The shift from fee-for-service systems, which reward providers of high utilization, to a value-based payment system, rewarding high quality, cost-effective care, bridges multiple gaps which have been inherent between health plans and providers in the authorization of Applied Behavior Analysis services for autism.
By supporting and incentivizing attainment of key quality indicators, health plans create the best opportunity for both member progress/success in treatment and cost saving, which translates into better outcomes for all involved (payor, provider, and family).
Empowering Providers to Deliver High Quality Care
For a value-based payment system to be effective, providers need to embrace the process, demonstrate best practice, and coordinate care for improved outcomes. The key to a successful system is developing provider trust through data and information transparency, to create a cohesive and productive partnership, where high quality of care is a shared responsibility and focus.

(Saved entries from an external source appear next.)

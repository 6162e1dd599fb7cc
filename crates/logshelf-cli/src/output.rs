use logshelf_security::Stats;

/// Human-readable byte count: `512 B`, `1.5 KB`, `2.0 MB`, `1.1 GB`.
pub fn format_size(bytes: u64) -> String {
    const KB: u64 = 1024;
    const MB: u64 = KB * 1024;
    const GB: u64 = MB * 1024;

    match bytes {
        b if b >= GB => format!("{:.1} GB", b as f64 / GB as f64),
        b if b >= MB => format!("{:.1} MB", b as f64 / MB as f64),
        b if b >= KB => format!("{:.1} KB", b as f64 / KB as f64),
        b => format!("{} B", b),
    }
}

/// ` → 1.2 KB (3.4% redacted, 5 matches)`, or nothing when no match.
pub fn file_stats_suffix(stats: &Stats) -> String {
    if stats.total_matches == 0 {
        return String::new();
    }
    format!(
        " → {} ({:.1}% redacted, {} matches)",
        format_size(stats.redacted_bytes),
        stats.percent_reduction(),
        stats.total_matches
    )
}

/// Multi-line summary with a per-pattern breakdown. Empty when no match.
pub fn redaction_summary(stats: &Stats) -> String {
    if stats.total_matches == 0 {
        return String::new();
    }

    let mut out = String::from("Redaction summary:\n");
    out.push_str(&format!(
        "  Total: {} → {} ({:.1}% reduction)\n",
        format_size(stats.original_bytes),
        format_size(stats.redacted_bytes),
        stats.percent_reduction()
    ));
    out.push_str(&format!("  Matches: {} total\n", stats.total_matches));
    for pc in stats.pattern_summary() {
        out.push_str(&format!("    {}: {}\n", pc.pattern, pc.count));
    }
    out
}
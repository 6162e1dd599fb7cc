use anyhow::{Context, Result};
use logshelf_security::Stats;
use serde::Serialize;
use std::path::{Path, PathBuf};
use tokio::fs::File;

use super::RedactOptions;
use crate::discover::{SessionFile, discover};
use crate::output::{format_size, redaction_summary};

#[derive(Debug, Serialize)]
pub struct ScanEntry {
    pub project: String,
    pub key: String,
    pub path: PathBuf,
    pub size: u64,
    pub stats: Stats,
    #[serde(skip_serializing_if = "Option::is_none")]
    pub error: Option<String>,
}

#[derive(Debug, Serialize)]
pub struct ScanReport {
    pub root: PathBuf,
    pub files: Vec<ScanEntry>,
    pub total: Stats,
}

pub async fn handle(root: PathBuf, options: &RedactOptions, json: bool) -> Result<()> {
    let report = run(&root, options).await?;

    if json {
        println!("{}", serde_json::to_string_pretty(&report)?);
    } else {
        print_report(&report);
    }

    Ok(())
}

/// Redact every session log under `root` into a sink.
pub async fn run(root: &Path, options: &RedactOptions) -> Result<ScanReport> {
    let files = discover(root, "")?;
    let mut entries = Vec::with_capacity(files.len());

    for file in files {
        let (stats, error) = match scan_file(&file, options).await {
            Ok(stats) => (stats, None),
            Err(e) => {
                tracing::warn!("Failed to scan {}: {:#}", file.path.display(), e);
                (Stats::new(), Some(format!("{:#}", e)))
            }
        };
        entries.push(ScanEntry {
            project: file.project,
            key: file.key,
            path: file.path,
            size: file.size,
            stats,
            error,
        });
    }

    let total: Stats = entries.iter().map(|e| &e.stats).sum();
    Ok(ScanReport {
        root: root.to_path_buf(),
        files: entries,
        total,
    })
}

async fn scan_file(file: &SessionFile, options: &RedactOptions) -> Result<Stats> {
    let source = File::open(&file.path)
        .await
        .with_context(|| format!("Failed to open {}", file.path.display()))?;
    let stats = options.copy(source, &mut tokio::io::sink()).await?;
    Ok(stats.unwrap_or_default())
}

fn print_report(report: &ScanReport) {
    if report.files.is_empty() {
        println!("No session logs found under {}", report.root.display());
        return;
    }

    let width = report
        .files
        .iter()
        .map(|e| e.key.len())
        .max()
        .unwrap_or(0)
        .max("FILE".len());

    println!(
        "{:<width$}  {:>10}  {:>10}  {:>8}",
        "FILE",
        "SIZE",
        "REDACTED",
        "MATCHES",
        width = width
    );
    for entry in &report.files {
        if let Some(error) = &entry.error {
            println!("{:<width$}  error: {}", entry.key, error, width = width);
            continue;
        }
        println!(
            "{:<width$}  {:>10}  {:>10}  {:>8}",
            entry.key,
            format_size(entry.size),
            format_size(entry.stats.redacted_bytes),
            entry.stats.total_matches,
            width = width
        );
    }

    println!(
        "\n{} files, {} lines, {}",
        report.files.len(),
        report.total.lines_processed,
        report.total
    );
    let summary = redaction_summary(&report.total);
    if !summary.is_empty() {
        print!("\n{}", summary);
    }
}
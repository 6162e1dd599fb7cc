//! Streaming redaction for logshelf
//!
//! A producer task reads a JSONL source line by line, redacts each line and
//! hands it to a [`RedactedStream`] through a one-slot channel, so memory use
//! stays at about one line regardless of file size or consumer speed.
//!
//! Everything here spawns onto the current tokio runtime.

mod debug;
mod stream;

use std::io;
use std::sync::Arc;

use logshelf_security::{RedactError, Redactor, Result, Stats, Tee};
use tokio::io::{AsyncBufReadExt, AsyncRead, AsyncReadExt, BufReader};
use tokio::sync::{mpsc, oneshot};
use tracing::{debug, warn};

pub use debug::{DebugLog, DebugSink};
pub use stream::{RedactedStream, StatsHandle};

use stream::Chunk;

/// Longest accepted line, separator excluded.
pub const DEFAULT_MAX_LINE_BYTES: usize = 10 * 1024 * 1024;

/// Lines at least this long are redacted on the blocking pool instead of the
/// producer task.
const BLOCKING_LINE_BYTES: usize = 64 * 1024;

#[derive(Clone)]
pub struct RedactionPipeline {
    redactor: Arc<Redactor>,
    max_line_bytes: usize,
}

impl RedactionPipeline {
    pub fn new(redactor: Arc<Redactor>) -> Self {
        Self {
            redactor,
            max_line_bytes: DEFAULT_MAX_LINE_BYTES,
        }
    }

    /// Fail streams containing a line longer than `max_line_bytes`.
    pub fn with_max_line_bytes(mut self, max_line_bytes: usize) -> Self {
        self.max_line_bytes = max_line_bytes;
        self
    }

    /// Redact `source` without collecting stats.
    pub fn stream<R>(&self, source: R) -> RedactedStream
    where
        R: AsyncRead + Unpin + Send + 'static,
    {
        self.spawn(source, None).0
    }

    /// Redact `source`; stats arrive on the handle once the stream ends.
    pub fn stream_with_stats<R>(&self, source: R) -> (RedactedStream, StatsHandle)
    where
        R: AsyncRead + Unpin + Send + 'static,
    {
        self.stream_with_stats_debug(source, None)
    }

    /// Like [`stream_with_stats`](Self::stream_with_stats), also writing
    /// every match to `debug_sink` in clear text.
    pub fn stream_with_stats_debug<R>(
        &self,
        source: R,
        debug_sink: Option<DebugSink>,
    ) -> (RedactedStream, StatsHandle)
    where
        R: AsyncRead + Unpin + Send + 'static,
    {
        self.spawn(source, debug_sink)
    }

    fn spawn<R>(&self, source: R, debug_sink: Option<DebugSink>) -> (RedactedStream, StatsHandle)
    where
        R: AsyncRead + Unpin + Send + 'static,
    {
        let (tx, rx) = mpsc::channel::<Chunk>(1);
        let (stats_tx, stats_rx) = oneshot::channel();
        let redactor = Arc::clone(&self.redactor);
        let max_line_bytes = self.max_line_bytes;

        tokio::spawn(async move {
            let mut stats = Stats::new();
            let mut debug_log = debug_sink.map(DebugLog::new);

            let result = pump(
                &redactor,
                max_line_bytes,
                source,
                &tx,
                &mut stats,
                &mut debug_log,
            )
            .await;

            match &result {
                Ok(()) => debug!(
                    "Redacted {} lines, {} matches ({} -> {} bytes)",
                    stats.lines_processed,
                    stats.total_matches,
                    stats.original_bytes,
                    stats.redacted_bytes
                ),
                Err(RedactError::ConsumerClosed) => debug!(
                    "Redacted stream dropped after {} lines",
                    stats.lines_processed
                ),
                Err(e) => warn!(
                    "Redaction failed after {} lines: {}",
                    stats.lines_processed, e
                ),
            }

            let _ = stats_tx.send(stats);

            match result {
                Ok(()) | Err(RedactError::ConsumerClosed) => {}
                Err(e) => {
                    let _ = tx.send(Err(into_io_error(e))).await;
                }
            }
        });

        (RedactedStream::new(rx), StatsHandle::new(stats_rx))
    }
}

async fn pump<R>(
    redactor: &Arc<Redactor>,
    max_line_bytes: usize,
    source: R,
    tx: &mpsc::Sender<Chunk>,
    stats: &mut Stats,
    debug_log: &mut Option<DebugLog>,
) -> Result<()>
where
    R: AsyncRead + Unpin,
{
    let mut reader = BufReader::new(source);
    // Room for a "\r\n" after a line of exactly the maximum length.
    let limit = max_line_bytes as u64 + 2;
    let mut line = Vec::new();

    loop {
        line.clear();
        let read = (&mut reader)
            .take(limit)
            .read_until(b'\n', &mut line)
            .await?;
        if read == 0 {
            return Ok(());
        }

        if line.ends_with(b"\n") {
            line.pop();
            if line.ends_with(b"\r") {
                line.pop();
            }
        }
        if line.len() > max_line_bytes {
            return Err(RedactError::LineTooLong {
                line: stats.lines_processed + 1,
                limit: max_line_bytes,
            });
        }

        let mut redacted = if line.len() >= BLOCKING_LINE_BYTES {
            let (redacted, found, returned, log) = redact_blocking(
                Arc::clone(redactor),
                std::mem::take(&mut line),
                debug_log.take(),
            )
            .await?;
            line = returned;
            *debug_log = log;
            stats.merge(&found);
            redacted
        } else {
            redact_one(redactor, &line, stats, debug_log.as_mut())?
        };
        stats.record_line(line.len(), redacted.len());
        redacted.push(b'\n');

        tx.send(Ok(redacted))
            .await
            .map_err(|_| RedactError::ConsumerClosed)?;
    }
}

fn redact_one(
    redactor: &Redactor,
    line: &[u8],
    stats: &mut Stats,
    debug_log: Option<&mut DebugLog>,
) -> Result<Vec<u8>> {
    match debug_log {
        Some(log) => redactor.redact_line(line, &mut Tee::new(stats, log)),
        None => redactor.redact_line(line, stats),
    }
}

/// Redact one long line on the blocking pool, handing the buffer and the
/// debug log back along with the matches it found.
async fn redact_blocking(
    redactor: Arc<Redactor>,
    line: Vec<u8>,
    mut debug_log: Option<DebugLog>,
) -> Result<(Vec<u8>, Stats, Vec<u8>, Option<DebugLog>)> {
    tokio::task::spawn_blocking(move || {
        let mut found = Stats::new();
        let redacted = redact_one(&redactor, &line, &mut found, debug_log.as_mut())?;
        Ok((redacted, found, line, debug_log))
    })
    .await
    .map_err(|e| RedactError::Io(io::Error::other(e)))?
}

fn into_io_error(err: RedactError) -> io::Error {
    match err {
        RedactError::Io(e) => e,
        other => io::Error::other(other),
    }
}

By outlining a standardized measure of care, sharing evaluation tools and documentation, monitoring for consistency in utilization and quantifying areas for performance improvement, a symbiotic relationship is formed.
This relationship allows for successful collaboration between health plan and provider, implementation of individualized case management and aggregation of data to show trends for improving member experiences and reducing costs through population health management.
Consider the Following
Given the wide array of symptom severity within the realm of an autism diagnosis, it may be detrimental to build a value-based care model on things, such as a percentage of goals mastered with hours authorized. This situation does not reinforce person centered care, punishes providers who treat the most severely affected members, and disregards the importance of utilizing social determinants of health in making care decisions.
Where to Start?
The key to transforming the payment system is transparency.
Using a standardized review process, where the provider is aptly aware of the measurement criteria, resource needs, and coordination of care between providers/caregivers creates an actionable member record to tend for member improvement and the ability to reduce cost as member experience improves.
Using clearly outlined quantifiable quality indicators, the provider is enabled to show levels of quality care. Take the following indicators into account:
- Coordinating care with other service providers
- Identifying resource needs
- Attempting to overcome treatment and progress barriers
- Consistently using appropriate outcome and curriculum-based measure
- Accounting for client dignity
- Submitting appropriate data for goal consideration
- Showing social determinants of health
- Implementing caregiver training, maintenance, and generalization of skills
Implementing a standardized tool for utilization management review, where the algorithm identifies and weighs factors affecting care progress ensures the provider is aware of how their pay structure is constructed, creates consistent measures of quality, and builds an integral focus on supplemental resources, which all pave the way for increased gains within treatment and quality of life for the member and family. This is the ultimate goal for payors, providers, and families.
Technology tools which provide analytics and show possibilities for process improvement improve care quality and implementation.